A colloquium series in Mathematics and Computer Science

Organized by:


Prof. Benoit Perthame (Université Pierre et Marie Curie)
Adaptive evolution and concentrations in parabolic PDEs

April 19, 2016 - 4:00pm


Living systems are characterized by variability; in the view of C. Darwin, they are subject to constant evolution through the three processes of population growth, selection by nutrients limitation and mutations. Several mathematical theories have been proposed in order to describe the dynamics generated by the interaction between their environment and the trait selection of the `fittest'. One can use stochastic individual based models, dynamical systems, game theory considering traits as strategies. From a populational point of view, the population obeys an integro-partial-differential equation for the density number.
We will give a self-contained mathematical model of such dynamics and show that an asymptotic method allows us to formalize precisely the concepts of monomorphic or polymorphic population. Then, we can describe the evolution of the fittest trait and eventually to compute various forms of branching points which represent the cohabitation of two different populations. The concepts are based on the asymptotic analysis of the above mentioned parabolic equations once appropriately rescaled. This leads to concentrations of the solutions and the difficulty is to evaluate the weight and position of the moving Dirac masses that describe the population. We will show that a new type of Hamilton-Jacobi equation, with constraints, naturally describes this asymptotic. Recent developments concern non-proliferative advantages and lead to define the notion of `effective fitness'.

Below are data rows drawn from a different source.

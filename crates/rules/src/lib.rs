//! Declarative rules — user-defined match/action policies.
//!
//! Rules let users add guardrails from TOML config without writing a
//! validator. Each rule pairs AND-combined match conditions with one action:
//!
//! ```toml
//! [[rules.rules]]
//! name = "no-force-push"
//! priority = 100
//! [rules.rules.match]
//! validator_type = "git.*"
//! command_patterns = ["--force", "-f "]
//! [rules.rules.action]
//! type = "block"
//! message = "Force push is disabled in this repository"
//! ```
//!
//! Rules are compiled once at startup, sorted by descending priority, and
//! never change afterwards.

mod engine;
mod model;
mod pattern;
mod validator;

pub use engine::{RuleEngine, validator_type_for};
pub use model::{ActionType, Rule, RuleAction, RuleMatch, validator_type_matches};
pub use pattern::{Pattern, PatternMode, PatternSet};
pub use validator::{RULES_VALIDATOR_NAME, RuleValidator};

/// Errors from rule compilation.
#[derive(Debug, Clone, thiserror::Error)]
pub enum RuleError {
    #[error("rule name cannot be empty")]
    EmptyName,

    #[error("duplicate rule name '{rule}'")]
    DuplicateName { rule: String },

    #[error("invalid pattern '{pattern}' in rule '{rule}': {reason}")]
    InvalidPattern {
        rule: String,
        pattern: String,
        reason: String,
    },

    #[error("invalid {field} in rule '{rule}': {reason}")]
    InvalidField {
        rule: String,
        field: &'static str,
        reason: String,
    },
}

This talk is based on collaborations with G. Barles, O. Diekmann, M. Gauduchon, S. Genieys, P.-E. Jabin, A. Lorz, S. Mirahimmi, S. Mischler and P. E. Souganidis.

Short bio

Benoît Perthame was born in 1959 in France. He studied at the École Normale Supérieure-Ulm (ENS) and was there assistant from 1983 through 1988. He received the habilitation (Thèse d'Etat) at ENS with Pierre-Louis Lions in 1987. In 1988 he became professor at the University of Orléans and since 1993 he has been a professor at the Pierre & Marie Curie University (Paris 6) and at the Institut Universitaire de France. He has headed the Jacques-Louis Lions laboratory since 2013 and joined the Institut national de recherche en informatique et en automatique (Inria) in 1989, where he led the BANG project team (Biophysics, Numerical Analysis and Geophysics) from 2004 onwards. Perthame has received numerous distinctions and awards including the Pècot prize from the Collège de France, the Blaise Pascal prize from the European Academy of Science and the CNRS (French National Centre for Scientific Research) silver medal. He was invited speakers at the International Congress of Mathematicians in Zurich in 1994 and plenary speaker at the International Congress of Mathematicians in Seoul in 2014. Benoît has been a driving force and a source of inspiration in the field of partial differential equations training some of the best young experts of the field in the various positions that he has occupied. Benoît has been exploring many areas of partial differential equations with a distinguished quality and vision, particularly impressive at finding simple hidden ways to attack problems which seem so technical and intricate. He gained fame from his works in kinetic equations which are basic models in statistical physics of gases and plasmas. He was in particular at the origin of the so called ``velocity averaging lemmas'' establishing partial regularity for averages of solutions of transport equations and moment propagation estimates which are at the heart of the first theory of smooth solutions for the Vlasov equations. More recently, about fifteen years ago, Benoît focused his interest in the interplay between mathematics and biology, a field that has attracted an increasing attention in the mathematic community, starting with the work of Alan Turing in the fifties, but in which nearly everything still remains to be understood. Among other things, Perthame has studied mathematical modeling of chemotaxis, movement and self-organization of cells and bacterial colonies, neural networks, tumor growth and chemotherapy, kidney flows, growth of populations and evolution.